— Prompt —
Check every line of the entries for "used", and copy the lines that hold it.

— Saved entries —
====

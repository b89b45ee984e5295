//! Geometry primitives for connector routing
//!
//! Boxes are addressed by `start`/`end` on the horizontal axis and `top`/`bottom`
//! on the vertical axis. Logical sides (`start`/`end`) are resolved to physical
//! edges with an explicit right-to-left flag.

use serde::{Deserialize, Serialize};

/// Largest distance, in pixels, at which two grid-box edges are snapped together
pub const MAX_SNAP_THRESHOLD: f64 = 0.75;

/// Tolerance used when comparing segment endpoints
pub const COORD_TOLERANCE: f64 = 0.1;

/// A 2D point in pixel space
#[derive(Debug, Clone, Copy, PartialEq, Serialize, Deserialize)]
pub struct Point {
    pub x: f64,
    pub y: f64,
}

impl Point {
    pub fn new(x: f64, y: f64) -> Self {
        Self { x, y }
    }

    /// Check whether two points coincide within [`COORD_TOLERANCE`]
    pub fn approx_eq(&self, other: &Point) -> bool {
        (self.x - other.x).abs() < COORD_TOLERANCE && (self.y - other.y).abs() < COORD_TOLERANCE
    }
}

/// The two axes of the routing plane
#[derive(Debug, Clone, Copy, PartialEq, Eq)]
pub enum Axis {
    Horizontal,
    Vertical,
}

impl Axis {
    /// The perpendicular axis
    pub fn cross(self) -> Axis {
        match self {
            Axis::Horizontal => Axis::Vertical,
            Axis::Vertical => Axis::Horizontal,
        }
    }
}

/// An axis-aligned box
#[derive(Debug, Clone, Copy, PartialEq, Serialize, Deserialize)]
pub struct Rect {
    pub start: f64,
    pub end: f64,
    pub top: f64,
    pub bottom: f64,
}

impl Rect {
    pub fn new(start: f64, end: f64, top: f64, bottom: f64) -> Self {
        Self {
            start,
            end,
            top,
            bottom,
        }
    }

    /// Create a box from its top-left corner and size
    pub fn from_xywh(x: f64, y: f64, width: f64, height: f64) -> Self {
        Self::new(x, x + width, y, y + height)
    }

    pub fn width(&self) -> f64 {
        self.end - self.start
    }

    pub fn height(&self) -> f64 {
        self.bottom - self.top
    }

    pub fn center(&self) -> Point {
        Point::new(
            self.start + self.width() / 2.0,
            self.top + self.height() / 2.0,
        )
    }

    /// Leading coordinate along an axis
    pub fn low(&self, axis: Axis) -> f64 {
        match axis {
            Axis::Horizontal => self.start,
            Axis::Vertical => self.top,
        }
    }

    /// Trailing coordinate along an axis
    pub fn high(&self, axis: Axis) -> f64 {
        match axis {
            Axis::Horizontal => self.end,
            Axis::Vertical => self.bottom,
        }
    }

    /// Size along an axis
    pub fn extent(&self, axis: Axis) -> f64 {
        self.high(axis) - self.low(axis)
    }

    /// Describe why this box is malformed, if it is
    pub fn validate(&self) -> Result<(), String> {
        let coords = [self.start, self.end, self.top, self.bottom];
        if coords.iter().any(|c| !c.is_finite()) {
            return Err(format!("non-finite coordinate in {:?}", self));
        }
        if self.start > self.end {
            return Err(format!("start {} is after end {}", self.start, self.end));
        }
        if self.top > self.bottom {
            return Err(format!("top {} is below bottom {}", self.top, self.bottom));
        }
        Ok(())
    }

    /// True if the point lies strictly inside the box (boundary excluded)
    pub fn contains_strictly(&self, point: Point) -> bool {
        point.x > self.start && point.x < self.end && point.y > self.top && point.y < self.bottom
    }

    /// Grow each edge outward by the given amount
    pub fn expand(&self, left: f64, right: f64, top: f64, bottom: f64) -> Rect {
        Rect::new(
            self.start - left,
            self.end + right,
            self.top - top,
            self.bottom + bottom,
        )
    }

    /// Smallest box containing both
    pub fn union(&self, other: &Rect) -> Rect {
        Rect::new(
            self.start.min(other.start),
            self.end.max(other.end),
            self.top.min(other.top),
            self.bottom.max(other.bottom),
        )
    }
}

/// Physical edge of a box
#[derive(Debug, Clone, Copy, PartialEq, Eq, Serialize)]
#[serde(rename_all = "lowercase")]
pub enum Edge {
    Top,
    Bottom,
    Left,
    Right,
}

impl Edge {
    /// Axis along which a line leaves this edge
    pub fn axis(self) -> Axis {
        match self {
            Edge::Left | Edge::Right => Axis::Horizontal,
            Edge::Top | Edge::Bottom => Axis::Vertical,
        }
    }
}

/// Connection side as supplied by callers, including logical `start`/`end`
#[derive(Debug, Clone, Copy, PartialEq, Eq, Serialize, Deserialize)]
#[serde(rename_all = "lowercase")]
pub enum Side {
    Left,
    Right,
    Top,
    Bottom,
    Start,
    End,
}

impl Side {
    /// Resolve to a physical edge; `start`/`end` flip under right-to-left layout
    pub fn resolve(self, rtl: bool) -> Edge {
        match self {
            Side::Left => Edge::Left,
            Side::Right => Edge::Right,
            Side::Top => Edge::Top,
            Side::Bottom => Edge::Bottom,
            Side::Start if rtl => Edge::Right,
            Side::Start => Edge::Left,
            Side::End if rtl => Edge::Left,
            Side::End => Edge::Right,
        }
    }
}

impl From<Edge> for Side {
    fn from(edge: Edge) -> Self {
        match edge {
            Edge::Top => Side::Top,
            Edge::Bottom => Side::Bottom,
            Edge::Left => Side::Left,
            Edge::Right => Side::Right,
        }
    }
}

/// Map a logical side to the physical edge it attaches to
pub fn normalize_side(side: Side, rtl: bool) -> Edge {
    side.resolve(rtl)
}

/// Point in the middle of `edge`, moved by `shift` along that edge
pub fn connection_point(rect: &Rect, edge: Edge, shift: f64) -> Point {
    let center = rect.center();
    match edge {
        Edge::Top => Point::new(center.x + shift, rect.top),
        Edge::Bottom => Point::new(center.x + shift, rect.bottom),
        Edge::Left => Point::new(rect.start, center.y + shift),
        Edge::Right => Point::new(rect.end, center.y + shift),
    }
}

/// Move `point` perpendicular to `edge` until it lies on that edge of `rect`
pub fn project_onto_edge(rect: &Rect, edge: Edge, point: Point) -> Point {
    match edge {
        Edge::Top => Point::new(point.x, rect.top),
        Edge::Bottom => Point::new(point.x, rect.bottom),
        Edge::Left => Point::new(rect.start, point.y),
        Edge::Right => Point::new(rect.end, point.y),
    }
}

/// Expand a box by its margins to obtain the box used for grid construction
///
/// The edge a line attaches to gets `max(arrow_margin, margin)` so there is room
/// for the arrow head; every other edge gets the plain margin. Without an edge
/// (obstacles) all four edges use the plain margins.
pub fn grid_box_from_box(
    rect: &Rect,
    edge: Option<Edge>,
    arrow_margin: f64,
    horizontal_margin: f64,
    vertical_margin: f64,
) -> Rect {
    let (mut left, mut right) = (horizontal_margin, horizontal_margin);
    let (mut top, mut bottom) = (vertical_margin, vertical_margin);

    match edge {
        Some(Edge::Left) => left = arrow_margin.max(horizontal_margin),
        Some(Edge::Right) => right = arrow_margin.max(horizontal_margin),
        Some(Edge::Top) => top = arrow_margin.max(vertical_margin),
        Some(Edge::Bottom) => bottom = arrow_margin.max(vertical_margin),
        None => {}
    }

    rect.expand(left, right, top, bottom)
}

/// Edge-snapping distance for a display with the given device pixel ratio
pub fn snap_threshold(device_pixel_ratio: f64) -> f64 {
    if device_pixel_ratio > 0.0 && device_pixel_ratio.is_finite() {
        (1.0 / device_pixel_ratio).min(MAX_SNAP_THRESHOLD)
    } else {
        MAX_SNAP_THRESHOLD
    }
}

/// Snap the end grid box's edges onto the start grid box's edges where they
/// differ by less than `threshold`
pub fn snap_grid_boxes(start: &Rect, end: &Rect, threshold: f64) -> Rect {
    let snap = |value: f64, anchors: [f64; 2]| {
        anchors
            .into_iter()
            .find(|anchor| (value - anchor).abs() < threshold)
            .unwrap_or(value)
    };

    Rect::new(
        snap(end.start, [start.start, start.end]),
        snap(end.end, [start.start, start.end]),
        snap(end.top, [start.top, start.bottom]),
        snap(end.bottom, [start.top, start.bottom]),
    )
}

/// Pick the pair of edges that best connects two boxes
pub fn best_edges(from: &Rect, to: &Rect) -> (Edge, Edge) {
    let dx = to.center().x - from.center().x;
    let dy = to.center().y - from.center().y;

    let h_overlap = from.start < to.end && from.end > to.start;
    let v_overlap = from.top < to.bottom && from.bottom > to.top;

    let vertical = if h_overlap != v_overlap {
        h_overlap
    } else {
        dy.abs() > dx.abs()
    };

    if vertical {
        if dy > 0.0 {
            (Edge::Bottom, Edge::Top)
        } else {
            (Edge::Top, Edge::Bottom)
        }
    } else if dx >= 0.0 {
        (Edge::Right, Edge::Left)
    } else {
        (Edge::Left, Edge::Right)
    }
}

/// A straight horizontal or vertical piece of a routed path
#[derive(Debug, Clone, Copy, PartialEq, Serialize)]
pub struct Segment {
    pub x1: f64,
    pub y1: f64,
    pub x2: f64,
    pub y2: f64,
}

impl Segment {
    pub fn new(x1: f64, y1: f64, x2: f64, y2: f64) -> Self {
        Self { x1, y1, x2, y2 }
    }

    pub fn between(from: Point, to: Point) -> Self {
        Self::new(from.x, from.y, to.x, to.y)
    }

    pub fn start(&self) -> Point {
        Point::new(self.x1, self.y1)
    }

    pub fn end(&self) -> Point {
        Point::new(self.x2, self.y2)
    }

    pub fn is_horizontal(&self) -> bool {
        (self.y1 - self.y2).abs() < COORD_TOLERANCE
    }

    pub fn is_vertical(&self) -> bool {
        (self.x1 - self.x2).abs() < COORD_TOLERANCE
    }

    /// Both endpoints coincide
    pub fn is_degenerate(&self) -> bool {
        self.start().approx_eq(&self.end())
    }

    pub fn length(&self) -> f64 {
        (self.x2 - self.x1).abs() + (self.y2 - self.y1).abs()
    }

    pub fn approx_eq(&self, other: &Segment) -> bool {
        self.start().approx_eq(&other.start()) && self.end().approx_eq(&other.end())
    }
}

/// Corner points of a contiguous segment list
pub fn path_points(segments: &[Segment]) -> Vec<Point> {
    let mut points = Vec::with_capacity(segments.len() + 1);
    if let Some(first) = segments.first() {
        points.push(first.start());
    }
    points.extend(segments.iter().map(Segment::end));
    points
}

/// Total length of a segment list
pub fn path_length(segments: &[Segment]) -> f64 {
    segments.iter().map(Segment::length).sum()
}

====

— Response below —
/// Tolerance used when comparing segment endpoints
/// Expand a box by its margins to obtain the box used for grid construction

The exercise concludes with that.